No, he came into the world the same way we all do, born like hundreds or thousands of other babies were born that day, some in palaces, some in caves, some in mangers. It made him accessible, a little too accessible for many to believe he could possibly be the Messiah.

We celebrated his birth two days ago, or at least attempted to amid the gifts and the parties and the family squabbles and the exhaustion. In today’s Gospel reading, we are reminded how it will all end. He will hang on a cross like common criminals of his day. But there’s a twist: When his friends get to the tomb to prepare him for burial, there’s no body.

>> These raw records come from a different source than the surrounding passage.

// Copyright (c) 2025 Erick Bourgeois, firestoned
// SPDX-License-Identifier: MIT

//! Desired-State Compiler.
//!
//! [`compile`] is a pure function from the region registry, a health snapshot and the
//! optional fallback target to the complete record set the zone should contain:
//!
//! - one geolocation record per region, named `<region>.<domain>` and gated by the
//!   region's health check. A region that is currently unhealthy keeps its record; the
//!   provider withholds it at resolution time through the health check.
//! - exactly one default record (`www.<domain>` or the apex) aliasing the fallback
//!   target when configured, otherwise the primary region regardless of its health.
//!
//! The output is sorted by record key, so the same inputs always produce the same bytes.

use crate::health::{HealthCheckState, HealthStatus};
use crate::model::{RecordKey, RoutingRecord};
use crate::registry::{Region, RegionRegistry};
use serde::{Deserialize, Serialize};
use sha2::{Digest, Sha256};
use std::collections::BTreeMap;

/// Where the default (catch-all) record lives.
#[derive(Clone, Copy, Debug, Default, PartialEq, Eq, Serialize, Deserialize)]
#[serde(rename_all = "lowercase")]
pub enum DefaultRecordName {
    /// `www.<domain>`
    #[default]
    Www,
    /// The bare domain
    Apex,
}

/// Naming rules for the records of one domain.
#[derive(Clone, Debug, PartialEq, Eq)]
pub struct RecordNaming {
    domain: String,
    default_record: DefaultRecordName,
}

impl RecordNaming {
    #[must_use]
    pub fn new(domain: &str, default_record: DefaultRecordName) -> Self {
        Self {
            domain: domain.trim_end_matches('.').to_ascii_lowercase(),
            default_record,
        }
    }

    /// Naming with the default record at `www.<domain>`.
    #[must_use]
    pub fn www(domain: &str) -> Self {
        Self::new(domain, DefaultRecordName::Www)
    }

    #[must_use]
    pub fn domain(&self) -> &str {
        &self.domain
    }

    #[must_use]
    pub fn region_fqdn(&self, region: &str) -> String {
        format!("{region}.{}", self.domain)
    }

    #[must_use]
    pub fn default_fqdn(&self) -> String {
        match self.default_record {
            DefaultRecordName::Www => {
                format!("{}.{}", crate::constants::DEFAULT_RECORD_LABEL, self.domain)
            }
            DefaultRecordName::Apex => self.domain.clone(),
        }
    }
}

/// Alias target used for the default record instead of the primary region, typically
/// an edge-delivery distribution.
#[derive(Clone, Debug, PartialEq, Eq, Serialize, Deserialize)]
#[serde(rename_all = "camelCase")]
pub struct FallbackTarget {
    pub domain_name: String,
    pub zone_id: String,
}

/// The complete record set the zone should contain.
///
/// Built only by [`compile`]; replaced wholesale, never edited.
#[derive(Clone, Debug, PartialEq, Eq, Serialize)]
pub struct DesiredState {
    records: Vec<RoutingRecord>,
}

impl DesiredState {
    #[must_use]
    pub fn records(&self) -> &[RoutingRecord] {
        &self.records
    }

    #[must_use]
    pub fn get(&self, key: &RecordKey) -> Option<&RoutingRecord> {
        self.records.iter().find(|r| &r.key() == key)
    }

    #[must_use]
    pub fn default_record(&self) -> Option<&RoutingRecord> {
        self.records.iter().find(|r| r.is_default())
    }

    #[must_use]
    pub fn len(&self) -> usize {
        self.records.len()
    }

    #[must_use]
    pub fn is_empty(&self) -> bool {
        self.records.is_empty()
    }

    /// Canonical JSON serialization of the record set.
    #[must_use]
    pub fn to_canonical_json(&self) -> String {
        serde_json::to_string(&self.records).unwrap_or_default()
    }

    /// SHA-256 of the canonical serialization, hex encoded.
    #[must_use]
    pub fn fingerprint(&self) -> String {
        let mut hasher = Sha256::new();
        hasher.update(self.to_canonical_json().as_bytes());
        format!("{:x}", hasher.finalize())
    }
}

/// Compile the desired record set.
#[must_use]
pub fn compile(
    registry: &RegionRegistry,
    health: &BTreeMap<String, HealthCheckState>,
    naming: &RecordNaming,
    fallback: Option<&FallbackTarget>,
) -> DesiredState {
    // Status never removes a record: the provider withholds unhealthy targets through the
    // health check. A record is gated only by a health check that has a tracked state.
    let gate = |region: &Region| {
        health
            .contains_key(&region.name)
            .then(|| region.health_check_ref())
    };

    let mut records: Vec<RoutingRecord> = registry
        .regions()
        .iter()
        .map(|region| RoutingRecord {
            name: naming.region_fqdn(&region.name),
            geolocation_key: Some(region.geolocation_key.clone()),
            alias_target: normalize(&region.endpoint_alias),
            alias_zone_id: region.endpoint_zone_id.clone(),
            health_check_ref: gate(region),
            evaluate_target_health: true,
        })
        .collect();

    let default_record = match fallback {
        Some(target) => RoutingRecord {
            name: naming.default_fqdn(),
            geolocation_key: None,
            alias_target: normalize(&target.domain_name),
            alias_zone_id: target.zone_id.clone(),
            health_check_ref: None,
            evaluate_target_health: false,
        },
        None => {
            let primary = registry.primary();
            RoutingRecord {
                name: naming.default_fqdn(),
                geolocation_key: None,
                alias_target: normalize(&primary.endpoint_alias),
                alias_zone_id: primary.endpoint_zone_id.clone(),
                health_check_ref: gate(primary),
                evaluate_target_health: true,
            }
        }
    };
    records.push(default_record);

    records.sort_by_key(RoutingRecord::key);
    records.dedup_by(|a, b| a.key() == b.key());

    DesiredState { records }
}

/// Health counts across the registry, for logging a compilation pass.
#[derive(Clone, Debug, Default, PartialEq, Eq)]
pub struct CompileSummary {
    pub healthy: usize,
    pub unhealthy: usize,
    pub unknown: usize,
}

/// Count regions by their status in `health`; missing regions count as unknown.
#[must_use]
pub fn summarize(
    registry: &RegionRegistry,
    health: &BTreeMap<String, HealthCheckState>,
) -> CompileSummary {
    registry
        .regions()
        .iter()
        .fold(CompileSummary::default(), |mut summary, region| {
            match health.get(&region.name).map(|s| s.status) {
                Some(HealthStatus::Healthy) => summary.healthy += 1,
                Some(HealthStatus::Unhealthy) => summary.unhealthy += 1,
                Some(HealthStatus::Unknown) | None => summary.unknown += 1,
            }
            summary
        })
}

fn normalize(name: &str) -> String {
    name.trim_end_matches('.').to_ascii_lowercase()
}

#[cfg(test)]
#[path = "compiler_tests.rs"]
mod compiler_tests;
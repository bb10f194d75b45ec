// Copyright (c) 2025 Erick Bourgeois, firestoned
// SPDX-License-Identifier: MIT

//! Published outputs: the hosted zone id and the record names clients should use.
//!
//! Outputs are derived from a converged pass only, so a consumer never sees names the
//! provider does not serve yet. They are available through a `watch` channel, the
//! `/outputs` endpoint and, when configured, a JSON file replaced atomically.

use crate::compiler::{DesiredState, RecordNaming};
use crate::model::HostedZone;
use crate::reconcilers::ReconcileResult;
use crate::registry::RegionRegistry;
use chrono::{DateTime, Utc};
use serde::{Deserialize, Serialize};
use std::collections::BTreeMap;
use std::path::{Path, PathBuf};
use std::sync::Arc;
use tokio::sync::watch;
use tracing::{debug, error, info};

/// Values other systems consume once the zone has converged.
#[derive(Clone, Debug, PartialEq, Eq, Serialize, Deserialize)]
#[serde(rename_all = "camelCase")]
pub struct Outputs {
    pub hosted_zone_id: String,
    pub domain_name: String,
    pub default_record_fqdn: String,
    /// Region name → `<region>.<domain>`
    pub region_fqdns: BTreeMap<String, String>,
    /// Region name → health check reference gating its record
    pub health_check_refs: BTreeMap<String, String>,
    /// Fingerprint of the desired state these outputs were derived from
    pub fingerprint: String,
    pub published_at: DateTime<Utc>,
}

impl Outputs {
    #[must_use]
    pub fn derive(
        zone: &HostedZone,
        registry: &RegionRegistry,
        naming: &RecordNaming,
        desired: &DesiredState,
    ) -> Self {
        let region_fqdns: BTreeMap<String, String> = registry
            .regions()
            .iter()
            .map(|r| (r.name.clone(), naming.region_fqdn(&r.name)))
            .collect();

        let health_check_refs = region_fqdns
            .iter()
            .filter_map(|(region, fqdn)| {
                desired
                    .records()
                    .iter()
                    .find(|r| !r.is_default() && &r.name == fqdn)
                    .and_then(|r| r.health_check_ref.clone())
                    .map(|reference| (region.clone(), reference))
            })
            .collect();

        Self {
            hosted_zone_id: zone.id.clone(),
            domain_name: zone.domain_name.clone(),
            default_record_fqdn: naming.default_fqdn(),
            region_fqdns,
            health_check_refs,
            fingerprint: desired.fingerprint(),
            published_at: Utc::now(),
        }
    }
}

/// Publishes [`Outputs`] after converged passes.
pub struct OutputPublisher {
    registry: Arc<RegionRegistry>,
    naming: RecordNaming,
    file: Option<PathBuf>,
    tx: watch::Sender<Option<Arc<Outputs>>>,
}

impl OutputPublisher {
    #[must_use]
    pub fn new(registry: Arc<RegionRegistry>, naming: RecordNaming, file: Option<PathBuf>) -> Self {
        let (tx, _rx) = watch::channel(None);
        Self {
            registry,
            naming,
            file,
            tx,
        }
    }

    #[must_use]
    pub fn subscribe(&self) -> watch::Receiver<Option<Arc<Outputs>>> {
        self.tx.subscribe()
    }

    /// The last published outputs, if any pass has converged yet.
    #[must_use]
    pub fn current(&self) -> Option<Arc<Outputs>> {
        self.tx.borrow().clone()
    }

    /// Publish outputs for a pass. Returns `false`, leaving the previous outputs in
    /// place, when the pass did not converge.
    pub async fn publish(
        &self,
        zone: &HostedZone,
        desired: &DesiredState,
        result: &ReconcileResult,
    ) -> bool {
        if !result.converged {
            debug!(zone_id = %zone.id, "Pass did not converge; outputs unchanged");
            return false;
        }

        let outputs = Arc::new(Outputs::derive(zone, &self.registry, &self.naming, desired));

        if let Some(path) = &self.file {
            if let Err(e) = write_atomically(path, &outputs).await {
                error!(path = %path.display(), error = %e, "Failed to write outputs file");
            }
        }

        let changed = self
            .tx
            .borrow()
            .as_ref()
            .map_or(true, |prev| prev.fingerprint != outputs.fingerprint);
        if changed {
            info!(
                zone_id = %outputs.hosted_zone_id,
                default_record = %outputs.default_record_fqdn,
                regions = outputs.region_fqdns.len(),
                fingerprint = %outputs.fingerprint,
                "Published outputs"
            );
        }

        self.tx.send_replace(Some(outputs));
        true
    }
}

/// Write `outputs` as pretty JSON to a sibling temp file, then rename it over `path`.
async fn write_atomically(path: &Path, outputs: &Outputs) -> std::io::Result<()> {
    let json = serde_json::to_vec_pretty(outputs)?;

    let mut tmp = path.as_os_str().to_owned();
    tmp.push(".tmp");
    let tmp = PathBuf::from(tmp);

    tokio::fs::write(&tmp, json).await?;
    tokio::fs::rename(&tmp, path).await
}

#[cfg(test)]
#[path = "outputs_tests.rs"]
mod outputs_tests;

And because they saw and believed, from his lowly birth or the day at the temple or his baptism or anywhere along his public ministry, all the way to the Ascension, we believe. We believe because they were fearless in their faith and by turns precise and illuminating about the knowledge he bestowed upon them. We believe because we see his work in our lives 2,000 years later, and we know he is the truth and the light and the way.

We may not write as well as John, whose feast day we observe today. We may not be as gifted with the charism of the small ways as Therese of Lisieux. We may not be the mother Mary was, or as indifferent to worldly things as Ignatius was. And yet, in some way, there is something special in the way each of us is called to his service. Just as Jesus’s life for the first thirty-three years was for the most part unknown, so the greater world may never know what we do for him while we are here on earth. But he will. And that is all that matters.

Action
As you take a breath in the weeks between Christmas and Lent, what can you do to keep your focus on serving the Lord?